» Exercise aim
Find each line below where the word "expect" occurs, and copy it.

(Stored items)
--------------------

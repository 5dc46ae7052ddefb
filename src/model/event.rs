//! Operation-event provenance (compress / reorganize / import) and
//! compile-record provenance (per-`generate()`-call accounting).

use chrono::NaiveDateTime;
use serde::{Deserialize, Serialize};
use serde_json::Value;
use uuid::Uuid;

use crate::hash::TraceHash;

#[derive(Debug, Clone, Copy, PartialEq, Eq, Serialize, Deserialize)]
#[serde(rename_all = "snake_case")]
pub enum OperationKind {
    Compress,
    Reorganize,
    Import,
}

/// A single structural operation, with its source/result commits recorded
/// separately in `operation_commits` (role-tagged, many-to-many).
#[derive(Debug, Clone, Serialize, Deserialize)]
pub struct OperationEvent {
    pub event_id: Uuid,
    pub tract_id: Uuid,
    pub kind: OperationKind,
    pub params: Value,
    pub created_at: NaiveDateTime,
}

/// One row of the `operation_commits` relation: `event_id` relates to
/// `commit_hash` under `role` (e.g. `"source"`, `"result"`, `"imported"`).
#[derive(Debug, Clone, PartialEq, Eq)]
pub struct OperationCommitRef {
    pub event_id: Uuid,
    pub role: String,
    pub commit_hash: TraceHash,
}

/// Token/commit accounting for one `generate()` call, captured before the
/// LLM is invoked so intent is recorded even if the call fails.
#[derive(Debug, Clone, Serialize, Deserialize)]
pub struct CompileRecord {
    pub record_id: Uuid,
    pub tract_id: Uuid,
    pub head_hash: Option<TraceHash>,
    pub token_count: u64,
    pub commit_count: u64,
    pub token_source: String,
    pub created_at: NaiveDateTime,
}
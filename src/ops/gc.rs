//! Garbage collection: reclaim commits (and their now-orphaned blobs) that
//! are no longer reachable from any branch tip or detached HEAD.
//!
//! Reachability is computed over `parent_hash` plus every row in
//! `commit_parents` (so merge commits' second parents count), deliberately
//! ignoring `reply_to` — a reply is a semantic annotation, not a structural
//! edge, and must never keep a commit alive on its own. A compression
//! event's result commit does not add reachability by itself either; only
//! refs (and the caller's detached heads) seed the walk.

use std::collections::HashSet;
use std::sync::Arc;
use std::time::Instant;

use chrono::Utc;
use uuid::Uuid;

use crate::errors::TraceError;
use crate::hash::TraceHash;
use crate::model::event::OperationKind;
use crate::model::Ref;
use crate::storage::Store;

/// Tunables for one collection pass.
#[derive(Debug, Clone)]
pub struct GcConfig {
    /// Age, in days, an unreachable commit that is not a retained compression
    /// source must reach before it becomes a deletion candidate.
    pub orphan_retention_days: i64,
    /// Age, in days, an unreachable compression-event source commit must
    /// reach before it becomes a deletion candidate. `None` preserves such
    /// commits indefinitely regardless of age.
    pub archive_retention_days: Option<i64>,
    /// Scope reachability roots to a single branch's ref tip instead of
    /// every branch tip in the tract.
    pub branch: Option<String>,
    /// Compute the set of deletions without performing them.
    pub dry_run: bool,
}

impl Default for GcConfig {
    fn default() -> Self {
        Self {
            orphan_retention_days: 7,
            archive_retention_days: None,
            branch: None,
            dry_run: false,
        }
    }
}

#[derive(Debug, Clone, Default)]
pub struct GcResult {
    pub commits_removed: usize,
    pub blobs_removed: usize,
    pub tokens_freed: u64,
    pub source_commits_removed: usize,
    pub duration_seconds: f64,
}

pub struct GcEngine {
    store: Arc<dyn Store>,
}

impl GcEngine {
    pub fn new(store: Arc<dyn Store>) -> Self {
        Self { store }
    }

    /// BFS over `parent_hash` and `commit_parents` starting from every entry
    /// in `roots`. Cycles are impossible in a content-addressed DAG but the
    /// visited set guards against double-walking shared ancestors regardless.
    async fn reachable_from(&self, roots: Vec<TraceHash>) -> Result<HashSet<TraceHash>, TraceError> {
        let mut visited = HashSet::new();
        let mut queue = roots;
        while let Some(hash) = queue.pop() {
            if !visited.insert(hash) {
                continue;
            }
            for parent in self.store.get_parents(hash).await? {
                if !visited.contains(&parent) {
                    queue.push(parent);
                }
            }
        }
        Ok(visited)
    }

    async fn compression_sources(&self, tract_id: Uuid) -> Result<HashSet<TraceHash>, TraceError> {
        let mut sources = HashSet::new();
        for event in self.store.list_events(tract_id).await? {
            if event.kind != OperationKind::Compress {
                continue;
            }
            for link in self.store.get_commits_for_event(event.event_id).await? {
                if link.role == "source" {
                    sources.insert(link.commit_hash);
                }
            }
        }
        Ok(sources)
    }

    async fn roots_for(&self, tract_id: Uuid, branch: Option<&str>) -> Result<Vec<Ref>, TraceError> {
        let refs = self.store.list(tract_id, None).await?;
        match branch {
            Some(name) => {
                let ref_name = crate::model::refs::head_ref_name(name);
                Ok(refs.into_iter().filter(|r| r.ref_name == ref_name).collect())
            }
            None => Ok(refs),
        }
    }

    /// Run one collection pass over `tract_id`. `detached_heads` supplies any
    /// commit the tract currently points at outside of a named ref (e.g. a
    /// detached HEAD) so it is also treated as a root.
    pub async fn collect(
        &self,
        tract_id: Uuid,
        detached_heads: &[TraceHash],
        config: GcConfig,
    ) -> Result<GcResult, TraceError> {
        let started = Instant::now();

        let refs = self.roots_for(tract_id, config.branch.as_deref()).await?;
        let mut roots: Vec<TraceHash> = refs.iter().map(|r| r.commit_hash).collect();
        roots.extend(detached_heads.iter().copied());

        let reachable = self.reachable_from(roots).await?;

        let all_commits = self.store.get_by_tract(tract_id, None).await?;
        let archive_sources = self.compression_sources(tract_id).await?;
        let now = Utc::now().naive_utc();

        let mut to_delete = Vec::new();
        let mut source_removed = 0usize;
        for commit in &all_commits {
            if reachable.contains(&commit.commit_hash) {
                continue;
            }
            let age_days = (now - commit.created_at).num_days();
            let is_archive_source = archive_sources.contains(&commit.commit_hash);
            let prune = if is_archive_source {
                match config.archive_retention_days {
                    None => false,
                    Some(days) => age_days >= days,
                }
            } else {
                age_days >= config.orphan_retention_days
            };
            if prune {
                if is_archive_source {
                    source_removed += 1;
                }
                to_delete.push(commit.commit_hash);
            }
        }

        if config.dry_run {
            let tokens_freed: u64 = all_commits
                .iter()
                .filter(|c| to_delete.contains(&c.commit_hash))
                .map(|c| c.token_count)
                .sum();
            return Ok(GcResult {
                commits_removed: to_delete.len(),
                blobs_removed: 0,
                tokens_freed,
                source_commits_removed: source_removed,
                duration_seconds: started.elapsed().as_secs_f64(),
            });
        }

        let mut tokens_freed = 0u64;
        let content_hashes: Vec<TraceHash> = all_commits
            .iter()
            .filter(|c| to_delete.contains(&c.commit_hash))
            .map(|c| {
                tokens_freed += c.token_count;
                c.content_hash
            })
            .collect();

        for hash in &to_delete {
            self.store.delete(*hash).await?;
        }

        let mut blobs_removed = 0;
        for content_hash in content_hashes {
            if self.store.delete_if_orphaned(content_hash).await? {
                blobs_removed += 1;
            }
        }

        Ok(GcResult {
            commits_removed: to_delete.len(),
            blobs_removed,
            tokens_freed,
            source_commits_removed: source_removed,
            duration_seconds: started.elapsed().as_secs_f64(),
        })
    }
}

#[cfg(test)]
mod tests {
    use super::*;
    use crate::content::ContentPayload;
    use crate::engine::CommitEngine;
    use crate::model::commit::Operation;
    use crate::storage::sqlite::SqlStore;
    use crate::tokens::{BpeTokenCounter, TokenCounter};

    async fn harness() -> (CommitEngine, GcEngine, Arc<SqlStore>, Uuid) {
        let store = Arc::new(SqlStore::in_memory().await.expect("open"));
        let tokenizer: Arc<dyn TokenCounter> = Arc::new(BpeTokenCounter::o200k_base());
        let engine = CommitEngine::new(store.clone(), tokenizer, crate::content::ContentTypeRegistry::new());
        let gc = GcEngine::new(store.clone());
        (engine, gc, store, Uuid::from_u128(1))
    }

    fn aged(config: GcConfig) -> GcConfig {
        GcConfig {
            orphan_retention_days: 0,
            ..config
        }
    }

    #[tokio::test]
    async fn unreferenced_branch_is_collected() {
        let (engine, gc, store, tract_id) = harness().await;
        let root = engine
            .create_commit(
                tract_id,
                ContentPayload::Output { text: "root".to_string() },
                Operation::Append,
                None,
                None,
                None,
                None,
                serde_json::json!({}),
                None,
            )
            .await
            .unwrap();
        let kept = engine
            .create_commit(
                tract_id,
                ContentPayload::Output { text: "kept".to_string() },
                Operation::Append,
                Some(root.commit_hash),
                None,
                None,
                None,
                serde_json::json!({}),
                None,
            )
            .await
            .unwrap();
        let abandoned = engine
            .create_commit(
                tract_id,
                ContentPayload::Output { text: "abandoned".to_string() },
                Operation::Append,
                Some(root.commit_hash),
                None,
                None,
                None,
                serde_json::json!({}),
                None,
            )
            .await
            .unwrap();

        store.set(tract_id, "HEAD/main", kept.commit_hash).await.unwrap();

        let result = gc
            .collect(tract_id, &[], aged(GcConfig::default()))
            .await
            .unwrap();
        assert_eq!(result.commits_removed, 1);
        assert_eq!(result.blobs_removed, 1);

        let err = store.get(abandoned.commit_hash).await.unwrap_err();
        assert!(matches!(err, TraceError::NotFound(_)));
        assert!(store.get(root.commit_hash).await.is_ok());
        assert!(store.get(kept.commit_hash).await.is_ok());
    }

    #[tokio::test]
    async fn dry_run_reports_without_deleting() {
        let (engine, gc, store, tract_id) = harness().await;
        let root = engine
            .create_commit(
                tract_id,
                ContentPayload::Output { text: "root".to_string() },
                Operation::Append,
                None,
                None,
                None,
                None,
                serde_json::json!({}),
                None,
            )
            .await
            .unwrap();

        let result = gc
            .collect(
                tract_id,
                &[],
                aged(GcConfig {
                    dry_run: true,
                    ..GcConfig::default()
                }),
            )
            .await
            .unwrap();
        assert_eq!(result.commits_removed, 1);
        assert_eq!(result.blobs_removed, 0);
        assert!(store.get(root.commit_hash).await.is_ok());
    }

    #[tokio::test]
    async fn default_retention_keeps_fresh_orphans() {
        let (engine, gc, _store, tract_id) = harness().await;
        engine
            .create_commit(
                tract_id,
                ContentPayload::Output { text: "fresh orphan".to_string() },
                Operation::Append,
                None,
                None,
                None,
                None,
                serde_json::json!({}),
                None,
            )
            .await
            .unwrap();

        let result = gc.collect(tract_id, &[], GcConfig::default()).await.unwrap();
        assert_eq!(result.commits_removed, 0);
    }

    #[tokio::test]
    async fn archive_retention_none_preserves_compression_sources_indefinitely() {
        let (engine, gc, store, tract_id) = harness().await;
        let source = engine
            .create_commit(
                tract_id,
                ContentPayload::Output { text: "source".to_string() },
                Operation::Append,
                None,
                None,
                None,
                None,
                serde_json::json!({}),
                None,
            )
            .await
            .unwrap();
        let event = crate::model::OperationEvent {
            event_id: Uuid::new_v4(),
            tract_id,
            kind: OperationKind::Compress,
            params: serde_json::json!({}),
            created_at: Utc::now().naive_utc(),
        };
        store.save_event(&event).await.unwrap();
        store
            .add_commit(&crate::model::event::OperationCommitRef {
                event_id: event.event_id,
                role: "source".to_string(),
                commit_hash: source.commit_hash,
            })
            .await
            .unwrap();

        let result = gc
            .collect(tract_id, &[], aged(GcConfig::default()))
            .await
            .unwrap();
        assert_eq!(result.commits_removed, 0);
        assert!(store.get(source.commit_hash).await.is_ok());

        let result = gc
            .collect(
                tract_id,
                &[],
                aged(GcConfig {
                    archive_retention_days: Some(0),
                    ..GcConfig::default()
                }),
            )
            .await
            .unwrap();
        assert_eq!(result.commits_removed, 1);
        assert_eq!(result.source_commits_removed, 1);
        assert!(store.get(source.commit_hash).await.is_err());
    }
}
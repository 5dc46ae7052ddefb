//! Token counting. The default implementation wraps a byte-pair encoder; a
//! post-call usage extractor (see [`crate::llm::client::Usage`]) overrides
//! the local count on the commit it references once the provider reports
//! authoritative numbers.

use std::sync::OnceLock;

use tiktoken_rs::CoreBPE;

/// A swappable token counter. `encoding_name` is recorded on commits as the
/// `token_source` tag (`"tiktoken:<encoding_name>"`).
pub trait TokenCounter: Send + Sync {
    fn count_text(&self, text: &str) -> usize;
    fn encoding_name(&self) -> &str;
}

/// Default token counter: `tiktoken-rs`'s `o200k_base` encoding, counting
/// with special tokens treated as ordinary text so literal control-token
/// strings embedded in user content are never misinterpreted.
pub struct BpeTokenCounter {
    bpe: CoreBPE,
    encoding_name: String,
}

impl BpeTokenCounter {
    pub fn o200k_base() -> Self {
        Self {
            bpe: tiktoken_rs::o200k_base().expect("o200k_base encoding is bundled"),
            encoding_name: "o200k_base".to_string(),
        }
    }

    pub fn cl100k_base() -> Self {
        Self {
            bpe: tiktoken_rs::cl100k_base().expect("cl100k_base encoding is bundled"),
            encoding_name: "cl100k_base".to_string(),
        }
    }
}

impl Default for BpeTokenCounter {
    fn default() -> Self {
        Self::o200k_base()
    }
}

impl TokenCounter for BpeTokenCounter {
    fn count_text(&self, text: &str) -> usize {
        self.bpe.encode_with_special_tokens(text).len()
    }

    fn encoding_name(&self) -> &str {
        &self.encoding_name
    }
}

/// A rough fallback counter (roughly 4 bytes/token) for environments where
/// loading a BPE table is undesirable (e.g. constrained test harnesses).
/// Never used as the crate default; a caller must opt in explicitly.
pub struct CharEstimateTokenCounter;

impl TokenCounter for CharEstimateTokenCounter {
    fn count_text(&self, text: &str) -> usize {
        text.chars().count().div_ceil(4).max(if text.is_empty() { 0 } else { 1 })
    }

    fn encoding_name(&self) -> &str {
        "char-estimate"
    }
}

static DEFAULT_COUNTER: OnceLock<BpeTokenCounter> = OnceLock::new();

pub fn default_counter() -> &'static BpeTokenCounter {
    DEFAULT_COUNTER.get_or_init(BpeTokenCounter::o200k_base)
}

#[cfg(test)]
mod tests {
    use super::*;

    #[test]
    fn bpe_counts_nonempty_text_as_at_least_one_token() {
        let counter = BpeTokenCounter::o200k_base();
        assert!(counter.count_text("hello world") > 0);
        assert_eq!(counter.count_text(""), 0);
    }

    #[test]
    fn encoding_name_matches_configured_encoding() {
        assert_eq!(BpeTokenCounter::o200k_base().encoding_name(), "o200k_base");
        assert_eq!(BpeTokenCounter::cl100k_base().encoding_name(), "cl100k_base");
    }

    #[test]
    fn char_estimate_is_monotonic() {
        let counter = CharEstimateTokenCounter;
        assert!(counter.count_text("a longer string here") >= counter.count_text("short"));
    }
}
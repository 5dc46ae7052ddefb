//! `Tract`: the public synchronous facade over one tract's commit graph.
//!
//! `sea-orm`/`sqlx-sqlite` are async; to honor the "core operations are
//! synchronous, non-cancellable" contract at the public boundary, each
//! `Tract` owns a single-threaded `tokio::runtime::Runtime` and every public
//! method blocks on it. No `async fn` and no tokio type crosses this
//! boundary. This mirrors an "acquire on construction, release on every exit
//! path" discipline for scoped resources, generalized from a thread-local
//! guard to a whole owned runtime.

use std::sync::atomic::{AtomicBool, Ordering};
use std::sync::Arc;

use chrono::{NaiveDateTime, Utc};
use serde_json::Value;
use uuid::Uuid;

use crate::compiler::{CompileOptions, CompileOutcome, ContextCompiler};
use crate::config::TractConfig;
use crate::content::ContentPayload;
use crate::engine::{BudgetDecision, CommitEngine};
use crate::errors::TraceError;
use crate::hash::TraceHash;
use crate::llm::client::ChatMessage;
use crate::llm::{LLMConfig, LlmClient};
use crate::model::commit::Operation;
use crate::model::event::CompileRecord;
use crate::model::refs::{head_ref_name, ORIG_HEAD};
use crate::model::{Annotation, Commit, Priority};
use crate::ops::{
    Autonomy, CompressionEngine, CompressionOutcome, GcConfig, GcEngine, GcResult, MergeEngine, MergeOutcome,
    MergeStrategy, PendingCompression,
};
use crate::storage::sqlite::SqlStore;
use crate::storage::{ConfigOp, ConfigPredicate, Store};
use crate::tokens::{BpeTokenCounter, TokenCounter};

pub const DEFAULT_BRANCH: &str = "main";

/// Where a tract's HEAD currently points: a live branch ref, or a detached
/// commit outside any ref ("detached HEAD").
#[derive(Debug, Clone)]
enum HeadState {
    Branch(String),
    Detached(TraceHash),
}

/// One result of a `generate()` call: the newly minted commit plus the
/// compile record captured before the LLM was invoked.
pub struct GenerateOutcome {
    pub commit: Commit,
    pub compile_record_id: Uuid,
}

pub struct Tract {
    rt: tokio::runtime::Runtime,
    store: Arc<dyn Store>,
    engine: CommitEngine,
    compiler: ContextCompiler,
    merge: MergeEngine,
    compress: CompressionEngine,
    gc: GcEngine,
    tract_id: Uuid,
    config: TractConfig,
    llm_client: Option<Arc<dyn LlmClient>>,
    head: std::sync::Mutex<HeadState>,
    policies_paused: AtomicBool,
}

--------------------

» Task answer
        let store = Arc::new(SqlStore::in_memory().await.expect("open"));
            bpe: tiktoken_rs::o200k_base().expect("o200k_base encoding is bundled"),
            bpe: tiktoken_rs::cl100k_base().expect("cl100k_base encoding is bundled"),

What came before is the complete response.